Two major climatic zones are represented in Nebraska. The eastern two-thirds of the state has a humid continental climate (Köppen Dfa), although the southwest of this region may be classed as a humid subtropical climate (Cfa) using the −3 C near the Kansas state line, analogous to the predominantly humid subtropical climate of Kansas and Oklahoma. Western Nebraska, including the Nebraska Panhandle and adjacent areas bordering Colorado have a semi-arid climate (Köppen BSk). The entire state experiences wide seasonal variations in both temperature and precipitation. Average temperatures are fairly uniform across Nebraska, with hot summers and generally cold winters. However, chinook winds from the Rocky Mountains provide a temporary moderating effect on temperatures in the state's western portion during the winter. Thus, average January maximum temperatures are highest at around 43 F in southwestern Dundy County, and lowest at about 30 F around South Sioux City in the northeast.

Average annual precipitation decreases east to west from about 31.5 in in the southeast corner of the state to about 13.8 in in the Panhandle. Humidity also decreases significantly from east to west.
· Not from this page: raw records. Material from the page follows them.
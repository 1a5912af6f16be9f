#![allow(dead_code)]

use async_trait::async_trait;
use bytes::Bytes;
use futures::stream;
use serde_json::{Value, json};
use std::sync::Mutex;
use toolbridge_rs::{BridgeError, BridgeResult, ByteStream, Upstream};

/// What the scripted upstream answers with.
pub enum Reply {
    Json(Value),
    /// Raw SSE body delivered in these exact pieces.
    Sse(Vec<Vec<u8>>),
    Status(u16),
}

/// In-memory upstream that records every payload it receives.
pub struct ScriptedUpstream {
    reply: Reply,
    seen: Mutex<Vec<Value>>,
}

impl ScriptedUpstream {
    pub fn new(reply: Reply) -> Self {
        Self {
            reply,
            seen: Mutex::new(Vec::new()),
        }
    }

    pub fn payloads(&self) -> Vec<Value> {
        self.seen.lock().unwrap().clone()
    }

    fn record(&self, body: &Value) -> BridgeResult<()> {
        self.seen.lock().unwrap().push(body.clone());
        match self.reply {
            Reply::Status(status) => Err(BridgeError::UpstreamStatus {
                status,
                body: "scripted failure".to_string(),
            }),
            _ => Ok(()),
        }
    }
}

#[async_trait]
impl Upstream for ScriptedUpstream {
    async fn complete(&self, body: &Value) -> BridgeResult<Bytes> {
        self.record(body)?;
        match &self.reply {
            Reply::Json(value) => Ok(Bytes::from(serde_json::to_vec(value)?)),
            _ => panic!("scripted upstream has no JSON reply"),
        }
    }

    async fn complete_stream(&self, body: &Value) -> BridgeResult<ByteStream> {
        self.record(body)?;
        match &self.reply {
            Reply::Sse(pieces) => {
                let items: Vec<BridgeResult<Bytes>> = pieces
                    .iter()
                    .map(|piece| Ok(Bytes::from(piece.clone())))
                    .collect();
                Ok(Box::pin(stream::iter(items)))
            }
            _ => panic!("scripted upstream has no SSE reply"),
        }
    }
}

pub fn completion(content: &str) -> Value {
    json!({
        "id": "chatcmpl-42",
        "object": "chat.completion",
        "created": 1700000000,
        "model": "qwen2-72b",
        "choices": [{
            "index": 0,
            "message": {"role": "assistant", "content": content},
            "finish_reason": "stop",
            "logprobs": null
        }]
    })
}

/// Encodes `fragments` as an upstream SSE body ending with `[DONE]`.
pub fn sse_body(fragments: &[&str]) -> Vec<u8> {
    let mut body = String::new();
    for (i, fragment) in fragments.iter().enumerate() {
        let chunk = json!({
            "id": "chatcmpl-42",
            "object": "chat.completion.chunk",
            "created": 1700000000 + i as u64,
            "model": "qwen2-72b",
            "choices": [{"index": 0, "delta": {"content": fragment}, "finish_reason": null}]
        });
        body.push_str(&format!("data: {}\n\n", chunk));
    }
    let last = json!({
        "id": "chatcmpl-42",
        "object": "chat.completion.chunk",
        "created": 1700000099,
        "model": "qwen2-72b",
        "choices": [{"index": 0, "delta": {}, "finish_reason": "stop"}]
    });
    body.push_str(&format!("data: {}\n\ndata: [DONE]\n\n", last));
    body.into_bytes()
}

/// Splits `bytes` into pieces of `size` bytes, ignoring char boundaries.
pub fn split_bytes(bytes: &[u8], size: usize) -> Vec<Vec<u8>> {
    bytes.chunks(size).map(<[u8]>::to_vec).collect()
}

/// Parses a downstream SSE body into its JSON events, skipping `[DONE]`.
pub fn sse_events(body: &[u8]) -> Vec<Value> {
    let text = String::from_utf8_lossy(body);
    text.split("\n\n")
        .filter_map(|frame| frame.strip_prefix("data: "))
        .filter(|data| *data != "[DONE]")
        .map(|data| serde_json::from_str(data).unwrap())
        .collect()
}

pub fn weather_request(stream: bool) -> Value {
    json!({
        "model": "qwen2-72b",
        "stream": stream,
        "temperature": 0.1,
        "messages": [{"role": "user", "content": "What's the weather in Paris?"}],
        "tools": [{
            "type": "function",
            "function": {
                "name": "get_weather",
                "description": "Get the current weather in a given city",
                "parameters": {
                    "type": "object",
                    "properties": {"city": {"type": "string"}},
                    "required": ["city"]
                }
            }
        }],
        "tool_choice": "auto"
    })
}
Snowfall across the state is fairly even, with most of Nebraska receiving between 25 and 35 in of snow each year. Nebraska's highest-recorded temperature was 118 F in Minden on July 24, 1936. The state's lowest-recorded temperature was -47 F in Camp Clarke on February 12, 1899.

Nebraska is located in Tornado Alley. Thunderstorms are common during both the spring and the summer. Violent thunderstorms and tornadoes happen primarily during those two seasons, although they also can occur occasionally during the autumn.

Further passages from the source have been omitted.